For the quarter ending on June 30, he reported $464,000 cash on hand, though he told the Colorado independent he has spent about $300,000 of that on television advertising.
He sold his house for a below market $360,000, netting him $225,000, according to Face the State, which ran down the story. For now, at least, Romanoff is legally squatting in his ransomed house. He reportedly doesn’t have to move out until after the primary. He also liquidated other financial assets. Although Romanoff hasn’t detailed those assets, according to earlier financial disclosures they would appear to include mutual funds and stocks.
“The money [from the liquidation of the assets] is going to be used immediately along with the existing campaign cash,” said Deputy Campaign Director Berrick Abramson, who added the infusion would pay for existing TV and Spanish-language media ad buys.

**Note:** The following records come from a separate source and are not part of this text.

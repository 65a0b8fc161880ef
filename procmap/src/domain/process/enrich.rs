//! Process identity enrichment
//!
//! Copies process identity from resource attributes onto an emitted data
//! point. Zero or empty source values are never written.

use opentelemetry_proto::tonic::common::v1::KeyValue;

use crate::utils::otlp::{get_int, get_str, put_int, put_str};

/// Resource attribute keys read, and the data point keys they are written to
pub mod keys {
    pub const RESOURCE_PARENT_PID: &str = "process.parent_pid";
    pub const RESOURCE_OWNER: &str = "process.owner";
    pub const RESOURCE_EXECUTABLE_PATH: &str = "process.executable.path";
    pub const RESOURCE_EXECUTABLE_NAME: &str = "process.executable.name";

    pub const PARENT_PID: &str = "process.parent.pid";
    pub const USER_NAME: &str = "user.name";
    pub const EXECUTABLE: &str = "process.executable";
    pub const NAME: &str = "process.name";
}

const STRING_MAPPINGS: [(&str, &str); 3] = [
    (keys::RESOURCE_OWNER, keys::USER_NAME),
    (keys::RESOURCE_EXECUTABLE_PATH, keys::EXECUTABLE),
    (keys::RESOURCE_EXECUTABLE_NAME, keys::NAME),
];

/// Copy process identity attributes from `resource` onto `target`
pub fn enrich_process_attributes(resource: &[KeyValue], target: &mut Vec<KeyValue>) {
    if let Some(ppid) = get_int(resource, keys::RESOURCE_PARENT_PID)
        && ppid != 0
    {
        put_int(target, keys::PARENT_PID, ppid);
    }

    for (source, dest) in STRING_MAPPINGS {
        if let Some(value) = get_str(resource, source)
            && !value.is_empty()
        {
            put_str(target, dest, value);
        }
    }
}
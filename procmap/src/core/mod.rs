//! Core application infrastructure

pub mod cli;
pub mod config;
pub mod constants;

pub use crate::app::CoreApp;
pub use cli::{CliConfig, Commands};
pub use config::{AppConfig, OutputConfig};
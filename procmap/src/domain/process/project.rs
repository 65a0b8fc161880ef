//! Derivation and projection of a process sample into the output catalog

use super::catalog::{MetricValue, OutputMetric, ProcessOutput};
use super::sample::ProcessSample;
use crate::utils::time::nanos_to_millis;

const MILLIS_PER_SECOND: f64 = 1000.0;
const PERCENT_SCALE: f64 = 100.0;

/// Quantities computed from a sample rather than copied from it
#[derive(Debug, Clone, Copy, PartialEq)]
pub struct Derived {
    /// 0-1 fraction
    pub memory_pct: f64,
    /// Milliseconds between start time and sample timestamp
    pub runtime_ms: i64,
    pub cpu_total_ms: f64,
    pub cpu_system_ms: f64,
    pub cpu_user_ms: f64,
    /// CPU time over runtime; 0.0 when the runtime is not positive
    pub cpu_pct: f64,
}

impl Derived {
    pub fn from_sample(sample: &ProcessSample) -> Self {
        let runtime_ms = nanos_to_millis(sample.timestamp) - sample.start_time_ms;
        let cpu_total_ms = sample.cpu_total * MILLIS_PER_SECOND;

        let cpu_pct = if runtime_ms > 0 {
            cpu_total_ms / runtime_ms as f64
        } else {
            tracing::debug!(
                runtime_ms,
                timestamp = sample.timestamp,
                start_time_ms = sample.start_time_ms,
                "Non-positive process runtime, reporting zero CPU percentage"
            );
            0.0
        };

        Self {
            memory_pct: sample.memory_utilization / PERCENT_SCALE,
            runtime_ms,
            cpu_total_ms,
            cpu_system_ms: sample.cpu_system * MILLIS_PER_SECOND,
            cpu_user_ms: sample.cpu_user * MILLIS_PER_SECOND,
            cpu_pct,
        }
    }
}

/// Project a sample onto the full output catalog.
/// Every output carries the sample timestamp; absent inputs project as zero.
pub fn project(sample: &ProcessSample) -> Vec<OutputMetric> {
    use MetricValue::{Float, Int};

    let derived = Derived::from_sample(sample);

    ProcessOutput::ALL
        .iter()
        .map(|&output| {
            let value = match output {
                ProcessOutput::CpuStartTime => Int(sample.start_time_ms),
                ProcessOutput::NumThreads => Int(sample.threads),
                ProcessOutput::MemoryRssPct => Float(derived.memory_pct),
                ProcessOutput::MemoryRssBytes => Int(sample.memory_usage),
                ProcessOutput::MemorySize => Int(sample.memory_virtual),
                ProcessOutput::FdOpen => Int(sample.open_fds),
                ProcessOutput::MemoryPct => Float(derived.memory_pct),
                ProcessOutput::CpuTotalValue => Float(derived.cpu_total_ms),
                ProcessOutput::CpuSystemTicks => Float(derived.cpu_system_ms),
                ProcessOutput::CpuUserTicks => Float(derived.cpu_user_ms),
                ProcessOutput::CpuTotalTicks => Float(derived.cpu_total_ms),
                ProcessOutput::IoReadBytes => Int(sample.io_read_bytes),
                ProcessOutput::IoWriteBytes => Int(sample.io_write_bytes),
                ProcessOutput::IoReadOps => Int(sample.io_read_ops),
                ProcessOutput::IoWriteOps => Int(sample.io_write_ops),
                ProcessOutput::CpuTotalPct => Float(derived.cpu_pct),
            };
            OutputMetric {
                output,
                timestamp: sample.timestamp,
                value,
            }
        })
        .collect()
}
use std::time::Instant;

/// Seam to the local media player.
///
/// The sync machine drives the player through this trait and separately
/// observes the transitions the player reports. Implementations must report
/// exactly one transition for every operation applied through this trait,
/// in the order the operations take effect, plus one for every
/// user-initiated action.
pub trait MediaPlayer: Send {
    fn play(&mut self);
    fn pause(&mut self);
    /// Current position in seconds from the start of the media file.
    fn position(&self) -> f64;
    fn set_position(&mut self, seconds: f64);
}

/// Wall-clock player used by the headless shell: the "media" is just a
/// timeline that advances while playing.
pub struct SimPlayer {
    playing: bool,
    base_position: f64,
    resumed_at: Option<Instant>,
}

impl SimPlayer {
    pub fn new() -> Self {
        Self {
            playing: false,
            base_position: 0.0,
            resumed_at: None,
        }
    }

    pub fn is_playing(&self) -> bool {
        self.playing
    }
}

impl Default for SimPlayer {
    fn default() -> Self {
        Self::new()
    }
}

impl MediaPlayer for SimPlayer {
    fn play(&mut self) {
        if !self.playing {
            self.playing = true;
            self.resumed_at = Some(Instant::now());
        }
    }

    fn pause(&mut self) {
        self.base_position = self.position();
        self.playing = false;
        self.resumed_at = None;
    }

    fn position(&self) -> f64 {
        match self.resumed_at {
            Some(resumed_at) => self.base_position + resumed_at.elapsed().as_secs_f64(),
            None => self.base_position,
        }
    }

    fn set_position(&mut self, seconds: f64) {
        self.base_position = seconds;
        if self.playing {
            self.resumed_at = Some(Instant::now());
        }
    }
}

#[cfg(test)]
mod tests {
    use super::*;

    #[test]
    fn paused_player_holds_its_position() {
        let mut player = SimPlayer::new();
        player.set_position(12.5);
        std::thread::sleep(std::time::Duration::from_millis(20));
        assert_eq!(player.position(), 12.5);
        assert!(!player.is_playing());
    }

    #[test]
    fn playing_player_advances() {
        let mut player = SimPlayer::new();
        player.play();
        std::thread::sleep(std::time::Duration::from_millis(30));
        assert!(player.position() > 0.0);

        player.pause();
        let frozen = player.position();
        std::thread::sleep(std::time::Duration::from_millis(20));
        assert_eq!(player.position(), frozen);
    }
}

Sen. Bennet June 30 reported $2.6 million cash on hand. He has dominated fundraising in the race on both sides of the aisle. Romanoff has been hobbled in part by his notable refusal to take political action committee money, which he says is paid by special interests to corrupt government.
Abramson said the campaign was budgeting for the primary, which ends Aug. 10. “We’re not worried about [after that],” he said. “We’re up against a particular machine. June was our best month and this month is better than last month, so it’s just not a concern.”
He said he was unintimidated by the money so far raised by Republican challengers Ken Buck and Jane Norton.
“The cash on hand and money raised by the Republicans is not that big of a difference. We have every confidence that we will raise the money.”
Norton reported $784,872 and Buck $664,149 cash on hand as of June 30, according to the FEC.
Polling on the Democratic primary has been scant but no poll has ever shown Romanoff with a lead. He did, however, win the delegate vote at the Colorado state assembly by a 60 to 40 margin, netting him top-ballot position.
“The race is close, and we’re in a push to win it,” said Abramson.